Here’s some background. Kansas City is the 29th-largest metropolitan area in the United States. Like many Midwestern cities, our population growth hasn’t kept up with that of cities in other regions.

Unlike many cities (but similar to Washington, DC, where I grew up), our metro region is divided right down the middle by State Line Road. Half our population resides in Kansas, with the entire city proper and the urban core in Missouri.

Also like many urban cities over the past few decades, our city leaders have chosen to bet our future on large development projects. In our downtown we spent—and continue to spend—millions to prop up a large entertainment district whose revenue has yet to meet rosy projections. We have diverted taxpayer dollars to subsidize luxury apartment buildings and world headquarters for wealthy international corporations. We have committed millions more to build a convention hotel downtown despite the unpleasant experiences of our sister cities in Missouri and across the country with similarly ambitious—but ultimately disappointing—investments.

The assessed value of property in Kansas City has been largely flat since 2007, but because of tax diversions to developers, the amount we actually collected in taxes in 2015 was $200 million less than it would have been without those giveaways.

City leaders are eager to spend over a billion dollars to tear down and rebuild our international airport despite its widespread popularity as a convenient and efficient place to travel to and from.
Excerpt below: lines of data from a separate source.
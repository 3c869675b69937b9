use crate::{
    context::{Context, DataPlugin},
    error::SimError,
    hashing::hash_str,
    trait_map::TraitMap,
};
use log::trace;
use rand::{
    distr::{
        uniform::{SampleRange, SampleUniform},
        weighted::{Weight, WeightedIndex},
    },
    prelude::Distribution,
    Rng,
    SeedableRng,
};
use std::any::Any;

/// A named random number stream. Each stream is seeded from the context's base seed plus a
/// hash of its name, so streams are independent of each other and of the order in which they
/// are first used.
pub trait RngId: Any + Sized {
    #![allow(non_upper_case_globals)]
    const new: &'static dyn Fn(u64) -> Self;
    const name: &'static str;
    type RngType: SeedableRng;
    fn rng(&mut self) -> &mut Self::RngType;
}

struct RngPlugin {
    base_seed: u64,
    rng_map  : TraitMap
}

impl RngPlugin {
    fn clear(&mut self) {
        self.rng_map.clear();
    }

    fn get_rng<R: RngId>(&mut self) -> &mut R::RngType {
        let base_seed = self.base_seed;
        self.rng_map
            .get_or_insert_with(|| {
                let seed_offset = base_seed.wrapping_add(hash_str(R::name));
                R::new(seed_offset)
            })
            .rng()
    }
}

impl DataPlugin for RngPlugin {
    #[allow(non_upper_case_globals)]
    const new: &'static dyn Fn() -> Self = &|| {
        RngPlugin{
            base_seed: 0,
            rng_map: TraitMap::new()
        }
    };
}

/// Gets a mutable reference to the random number generator associated with the given
/// `RngId`.
// This is a private free function so that it's not leaked to the public API.
fn get_rng<R: RngId>(context: &mut Context) -> &mut R::RngType {
    context
        .get_data_container_mut::<RngPlugin>()
        .get_rng::<R>()
}

pub trait ContextRandomExt {
    fn init_random(&mut self, base_seed: u64);

    /// The base seed the streams of this context derive from.
    fn get_base_random_seed(&self) -> u64;

    /// Gets a random sample from the random number generator associated with the given
    /// `RngId` by applying the specified sampler function. If the Rng has not been used
    /// before, one will be created with the base seed you defined in `init_random`.
    fn sample<R: RngId, T>(
        &mut self,
        sampler: impl FnOnce(&mut R::RngType) -> T,
    ) -> T;

    /// Gets a random sample from the specified distribution using a random number generator
    /// associated with the given `RngId`.
    fn sample_distr<R: RngId, T>(
        &mut self,
        distribution: impl Distribution<T>,
    ) -> T
    where
        R::RngType: Rng;

    /// Gets a random sample within the range provided by `range`
    /// using the generator associated with the given `RngId`.
    fn sample_range<R: RngId, S, T>(&mut self, range: S) -> T
    where
        R::RngType: Rng,
        S: SampleRange<T>,
        T: SampleUniform;

    /// Gets a random boolean value which is true with probability `p`
    /// using the generator associated with the given `RngId`.
    /// `p` must lie in `[0, 1]`.
    fn sample_bool<R: RngId>(&mut self, p: f64) -> bool
    where
        R::RngType: Rng;

    /// Draws a random entry out of the list provided in `weights`
    /// with the given weights using the generator associated with the
    /// given `RngId`.
    fn sample_weighted<R: RngId, T>(&mut self, weights: &[T]) -> Result<usize, SimError>
    where
        R::RngType: Rng,
        T: Clone
            + Default
            + SampleUniform
            + for<'a> std::ops::AddAssign<&'a T>
            + PartialOrd
            + Weight;
}

impl ContextRandomExt for Context {
    /// Initializes the `RngPlugin` data container to store rngs as well as a base
    /// seed. Note that rngs are created lazily when `get_rng` is called.
    fn init_random(&mut self, base_seed: u64) {
        trace!("initializing random module with base seed {base_seed}");
        let rng_container = self.get_data_container_mut::<RngPlugin>();
        rng_container.base_seed = base_seed;

        // Clear any existing Rngs to ensure they get re-seeded when `get_rng` is called
        rng_container.clear();
    }

    fn get_base_random_seed(&self) -> u64 {
        self.get_data_container::<RngPlugin>()
            .map_or(0, |rng_container| rng_container.base_seed)
    }

    fn sample<R: RngId, T>(
        &mut self,
        sampler: impl FnOnce(&mut R::RngType) -> T,
    ) -> T {
        let rng = get_rng::<R>(self);
        sampler(rng)
    }

    fn sample_distr<R: RngId, T>(
        &mut self,
        distribution: impl Distribution<T>,
    ) -> T
    where
        R::RngType: Rng,
    {
        let rng = get_rng::<R>(self);
        distribution.sample::<R::RngType>(rng)
    }

    fn sample_range<R: RngId, S, T>(&mut self, range: S) -> T
    where
        R::RngType: Rng,
        S: SampleRange<T>,
        T: SampleUniform,
    {
        self.sample::<R, T>(|rng| rng.random_range(range))
    }

    fn sample_bool<R: RngId>(&mut self, p: f64) -> bool
    where
        R::RngType: Rng,
    {
        self.sample::<R, bool>(|rng| rng.random_bool(p))
    }

    fn sample_weighted<R: RngId, T>(&mut self, weights: &[T]) -> Result<usize, SimError>
    where
        R::RngType: Rng,
        T: Clone
            + Default
            + SampleUniform
            + for<'a> std::ops::AddAssign<&'a T>
            + PartialOrd
            + Weight,
    {
        let index = WeightedIndex::new(weights)
            .map_err(|error| SimError::config(format!("invalid sampling weights: {error}")))?;
        let rng = get_rng::<R>(self);
        Ok(index.sample(rng))
    }
}


#[macro_export]
macro_rules! define_rng {
    ($random_id:ident) => {
        $crate::define_rng!($random_id, $crate::rand::rngs::StdRng);
    };
    ($random_id:ident, $rng_type:ty) => {
        struct $random_id{
            rng: $rng_type,
        }

        impl $crate::random::RngId for $random_id {
            #![allow(non_upper_case_globals)]
            type RngType = $rng_type;
            const name: &'static str = stringify!($random_id);
            const new: &'static dyn Fn(u64) -> Self = &|seed| {
                use $crate::rand::SeedableRng;
                Self {
                    rng: <$rng_type>::seed_from_u64(seed),
                }
            };

            fn rng(&mut self) -> &mut Self::RngType {
                &mut self.rng
            }
        }
    };
}
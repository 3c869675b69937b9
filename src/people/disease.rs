use crate::property::Property;
use serde::{Deserialize, Serialize};

/// Per-person disease and care state. Progression only moves forward:
/// `Susceptible -> InfectedUndiagnosed -> Diagnosed{NoArt|Art} -> Dead`.
#[derive(Copy, Clone, Debug, Default, PartialEq, Eq, Hash, PartialOrd, Ord, Serialize, Deserialize)]
#[serde(rename_all = "snake_case")]
pub enum DiseaseState {
    #[default]
    Susceptible,
    InfectedUndiagnosed,
    DiagnosedNoArt,
    DiagnosedArt,
    Dead,
}

impl DiseaseState {
    pub const COUNT: usize = 5;

    #[must_use]
    #[inline]
    pub fn is_infectious(self) -> bool {
        matches!(
            self,
            DiseaseState::InfectedUndiagnosed
                | DiseaseState::DiagnosedNoArt
                | DiseaseState::DiagnosedArt
        )
    }

    #[must_use]
    #[inline]
    pub fn is_diagnosed(self) -> bool {
        matches!(self, DiseaseState::DiagnosedNoArt | DiseaseState::DiagnosedArt)
    }

    #[must_use]
    #[inline]
    pub fn is_alive(self) -> bool {
        self != DiseaseState::Dead
    }

    /// Whether a single step may move a person from `self` to `next`. Staying put is always
    /// allowed.
    #[must_use]
    pub fn can_transition_to(self, next: DiseaseState) -> bool {
        use DiseaseState::*;
        self == next
            || matches!(
                (self, next),
                (Susceptible, InfectedUndiagnosed)
                    | (InfectedUndiagnosed, DiagnosedNoArt)
                    | (InfectedUndiagnosed, DiagnosedArt)
                    | (DiagnosedNoArt, Dead)
                    | (DiagnosedArt, Dead)
            )
    }
}

impl Property for DiseaseState {
    const VALUES: &'static [Self] = &[
        DiseaseState::Susceptible,
        DiseaseState::InfectedUndiagnosed,
        DiseaseState::DiagnosedNoArt,
        DiseaseState::DiagnosedArt,
        DiseaseState::Dead,
    ];

    #[inline]
    fn index(self) -> usize {
        self as usize
    }

    fn label(self) -> &'static str {
        match self {
            DiseaseState::Susceptible => "susceptible",
            DiseaseState::InfectedUndiagnosed => "infected_undiagnosed",
            DiseaseState::DiagnosedNoArt => "diagnosed_no_art",
            DiseaseState::DiagnosedArt => "diagnosed_art",
            DiseaseState::Dead => "dead",
        }
    }
}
And we have the honor of having just finished one of the country’s most expensive streetcar systems for over $46 million per mile, and advocates now want to expand it at an even higher cost.

Kansas City bears the scars of all this misspending. While we suffer through a spike in homicides, our police department has fewer officers than it did in 2011. Embarrassed by a recent documentary on the plight of the urban core, city leaders issued bonds to demolish 800 dangerous buildings—the majority of which were city-owned. City leaders now contemplate a billion-dollar bond to fund badly needed infrastructure repairs due to years of neglect.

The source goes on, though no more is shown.